In a move aimed at improving South Africa’s wild lion conservation, and the country’s tarnished ecotourism reputation, the Ministry of Forestry and Fisheries and Environmental Affairs will take action against the breeding, hunting and trade of captive lions.
On 2 May the department’s Minister Barbara Creecy released the report of a high-level panel that was appointed to review policies, regulatory measures, practices and policy positions that are related to hunting, trade, captive keeping, management and handling of elephant, lion, leopard and rhinoceros.
In her announcement she said the panel identified that “the captive lion breeding industry poses risks to the sustainability of wild lion conservation resulting from the negative impact on ecotourism, which funds lion conservation and conservation more broadly, the negative impact on the authentic wild hunting industry, and the risk that trade in lion parts poses to stimulating poaching and illegal trade”.
The panel recommended that South Africa does not breed lions in captivity, keep lions in captivity, or use captive lions or their derivatives commercially. “I have requested the department to action this accordingly and ensure that the necessary consultation in implementation is conducted,” said Minister Creecy. This will include action against the sale of captive lion derivatives (such as lion bones destined for the Asian market); the hunting of captive bred lions; tourist interactions with captive lions (including, so-called voluntourism and cub petting) (p. 329 HLP report).
Dr Louise de Waal who represents the conservation organisation Blood Lions which has long campaigned against the captive lion industry said they are extremely happy with the Minister’s decision to bring an end to the commercial captive lion breeding industry.
“The only effective way to safeguard both people and animals throughout this industry is to conduct a phased shift away from commercial captive predator breeding operations”, de Waal said. “These steps will not only ensure improved welfare conditions for captive lions and other big cats, health and safety of the public at large, but also the protection of wild lions and the safeguarding of Brand South Africa from reputational damage, as the Minister acknowledged in her statement this morning.”
Blood Lions together with World Animal Protection and many other stakeholders in the animal welfare and conservation sectors made a wealth of compelling science-based evidence available to the panel in written and oral submissions in 2020.
Currently, 8,000-12,000 lions and thousands of other big cats, including tigers and cheetahs, are bred and kept in captivity in more than 350 facilities in mostly the Free State, North West, Limpopo and Eastern Cape provinces. These predators have been bred for commercial purposes, including interactive tourism, “canned” hunting, lion bone trade and live exports.
In terms of the management of other species, it appears the report is less conclusive.
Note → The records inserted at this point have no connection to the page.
use crate::error::{LowcodeError, Result};
use crate::registry::is_valid_action_id;
use crate::{io, paths};
use action_client::{default_user_agent, ClientConfig};
use serde::{Deserialize, Serialize};
use std::path::Path;
use std::time::Duration;

// ---------------------------------------------------------------------------
// ConfigWarning / WarnLevel
// ---------------------------------------------------------------------------

#[derive(Debug, Clone, Serialize, Deserialize)]
pub struct ConfigWarning {
    pub level: WarnLevel,
    pub message: String,
}

#[derive(Debug, Clone, PartialEq, Serialize, Deserialize)]
#[serde(rename_all = "snake_case")]
pub enum WarnLevel {
    Warning,
    Error,
}

// ---------------------------------------------------------------------------
// Config
// ---------------------------------------------------------------------------

#[derive(Debug, Clone, Serialize, Deserialize)]
pub struct Config {
    #[serde(default = "default_version")]
    pub version: u32,
    pub app_id: String,
    #[serde(default = "default_base_url")]
    pub base_url: String,
    /// Sent as the appended `User-Agent` header of REST API actions.
    #[serde(default, skip_serializing_if = "Option::is_none")]
    pub user_agent: Option<String>,
    /// Transport timeout in seconds; 0 disables it.
    #[serde(default = "default_timeout_seconds")]
    pub timeout_seconds: u64,
}

fn default_version() -> u32 {
    1
}

fn default_base_url() -> String {
    "http://localhost:8000/api/v1".to_string()
}

fn default_timeout_seconds() -> u64 {
    30
}

impl Config {
    pub fn new(app_id: impl Into<String>) -> Self {
        Self {
            version: default_version(),
            app_id: app_id.into(),
            base_url: default_base_url(),
            user_agent: None,
            timeout_seconds: default_timeout_seconds(),
        }
    }

    pub fn load(root: &Path) -> Result<Self> {
        io::read_yaml(&paths::config_path(root))
    }

    pub fn save(&self, root: &Path) -> Result<()> {
        io::write_yaml(&paths::config_path(root), self)
    }

    pub fn user_agent(&self) -> String {
        self.user_agent.clone().unwrap_or_else(default_user_agent)
    }

    pub fn timeout(&self) -> Option<Duration> {
        (self.timeout_seconds > 0).then(|| Duration::from_secs(self.timeout_seconds))
    }

    /// Client settings, refusing configs with error-level warnings.
    pub fn client_config(&self) -> Result<ClientConfig> {
        if let Some(w) = self
            .validate()
            .into_iter()
            .find(|w| w.level == WarnLevel::Error)
        {
            return Err(LowcodeError::InvalidConfig(w.message));
        }
        Ok(ClientConfig {
            base_url: self.base_url.clone(),
            timeout: self.timeout(),
            user_agent: self.user_agent(),
        })
    }

    // -----------------------------------------------------------------------
    // Validation
    // -----------------------------------------------------------------------

    pub fn validate(&self) -> Vec<ConfigWarning> {
        let mut warnings = Vec::new();

        if self.app_id.trim().is_empty() {
            warnings.push(ConfigWarning {
                level: WarnLevel::Error,
                message: "app_id is empty".to_string(),
            });
        } else if !is_valid_action_id(&self.app_id) {
            warnings.push(ConfigWarning {
                level: WarnLevel::Error,
                message: format!(
                    "app_id '{}' may only contain letters, digits, '_' or '-'",
                    self.app_id
                ),
            });
        }

        if !(self.base_url.starts_with("http://") || self.base_url.starts_with("https://")) {
            warnings.push(ConfigWarning {
                level: WarnLevel::Error,
                message: format!(
                    "base_url '{}' must start with http:// or https://",
                    self.base_url
                ),
            });
        }

        if self.timeout_seconds == 0 {
            warnings.push(ConfigWarning {
                level: WarnLevel::Warning,
                message: "timeout_seconds=0 disables the transport timeout; hung requests never settle"
                    .to_string(),
            });
        } else if self.timeout_seconds > 300 {
            warnings.push(ConfigWarning {
                level: WarnLevel::Warning,
                message: format!(
                    "timeout_seconds={} (>300 is unusual)",
                    self.timeout_seconds
                ),
            });
        }

        if self
            .user_agent
            .as_deref()
            .is_some_and(|ua| ua.trim().is_empty())
        {
            warnings.push(ConfigWarning {
                level: WarnLevel::Warning,
                message: "user_agent is set but empty".to_string(),
            });
        }

        warnings
    }
}

#[cfg(test)]
mod tests {
    use super::*;
    use tempfile::TempDir;

    #[test]
    fn config_roundtrip() {
        let dir = TempDir::new().unwrap();
        let mut cfg = Config::new("app-1");
        cfg.base_url = "https://builder.example.com/api/v1".into();
        cfg.save(dir.path()).unwrap();

        let loaded = Config::load(dir.path()).unwrap();
        assert_eq!(loaded.app_id, "app-1");
        assert_eq!(loaded.base_url, "https://builder.example.com/api/v1");
        assert_eq!(loaded.timeout_seconds, 30);
    }

    #[test]
    fn missing_config_is_not_initialized() {
        let dir = TempDir::new().unwrap();
        assert!(matches!(
            Config::load(dir.path()),
            Err(LowcodeError::NotInitialized)
        ));
    }

    #[test]
    fn minimal_yaml_gets_defaults() {
        let cfg: Config = serde_yaml::from_str("app_id: demo\n").unwrap();
        assert_eq!(cfg.version, 1);
        assert_eq!(cfg.base_url, "http://localhost:8000/api/v1");
        assert!(cfg.user_agent.is_none());
        assert!(cfg.user_agent().starts_with("lowcode/"));
    }

    #[test]
    fn validate_valid_config_no_warnings() {
        assert!(Config::new("app-1").validate().is_empty());
    }

    #[test]
    fn validate_bad_base_url_is_error() {
        let mut cfg = Config::new("app-1");
        cfg.base_url = "localhost:8000".into();
        let warnings = cfg.validate();
        assert!(warnings
            .iter()
            .any(|w| w.level == WarnLevel::Error && w.message.contains("base_url")));
        assert!(matches!(
            cfg.client_config(),
            Err(LowcodeError::InvalidConfig(_))
        ));
    }

    #[test]
    fn validate_zero_timeout_warns_and_disables() {
        let mut cfg = Config::new("app-1");
        cfg.timeout_seconds = 0;
        assert!(cfg
            .validate()
            .iter()
            .any(|w| w.level == WarnLevel::Warning && w.message.contains("timeout_seconds=0")));
        assert!(cfg.timeout().is_none());
        assert!(cfg.client_config().is_ok());
    }

    #[test]
    fn validate_empty_app_id() {
        let cfg = Config::new("  ");
        assert!(cfg.validate().iter().any(|w| w.message == "app_id is empty"));
    }

    #[test]
    fn validate_app_id_with_path_separators_is_error() {
        let cfg = Config::new("apps/../admin");
        assert!(cfg
            .validate()
            .iter()
            .any(|w| w.level == WarnLevel::Error && w.message.contains("app_id")));
        assert!(matches!(
            cfg.client_config(),
            Err(LowcodeError::InvalidConfig(_))
        ));
    }
}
The panel made recommendations as to how partnering with private owners of rhino can lead to strong conservation outcomes for the species, while enhancing potential benefit streams. “We have accepted that the country adopt the recommended positions on ivory and rhino horn trade, such that we will not be making proposals to CITES for further trade in these derivatives until certain conditions have been met. On the rhino these are based on the Commission of Enquiry’s report Option 3 as approved by Cabinet and the Rhino Action Plan and the development of a global consensus for legal international trade in rhino in the interest of rhino conservation,” Creecy said. “For elephants, although we hold a relatively small portion of the population, South Africa wants to play a key role to bring African consensus on ivory trade in the interest of ivory trade on elephant.”
In adopting the report’s recommendations, Minister Creecy said the key outcomes for the country will include:
- The development of a shared vision for the sector;
- Improved policy and legislative coherence, which will provide certainty and a stable base for growth and development;
- Better balancing our economic, social, cultural and natural heritage needs, including re-imagining the role of protected areas, both state and others, in contributing to ecologically sustainable rural development;
- Placing communities living with wildlife at the centre of our thinking so we focus on enhancing human-wildlife co-existence, and transformative approaches to access and benefit sharing for communities living on the edges of protected areas;
- A renewed focus on transforming the ownership and management of the commercial wildlife economy particularly in the eco-toursim and authentic hunting sectors;
- The ending of certain inhumane and irresponsible practices that greatly harm the reputation of South Africa and the position of South Africa as a leader in conservation; and finally,
- Contributing to ensuring Africa’s coherence and unity in relation to conservation; unstainable use and management of these species.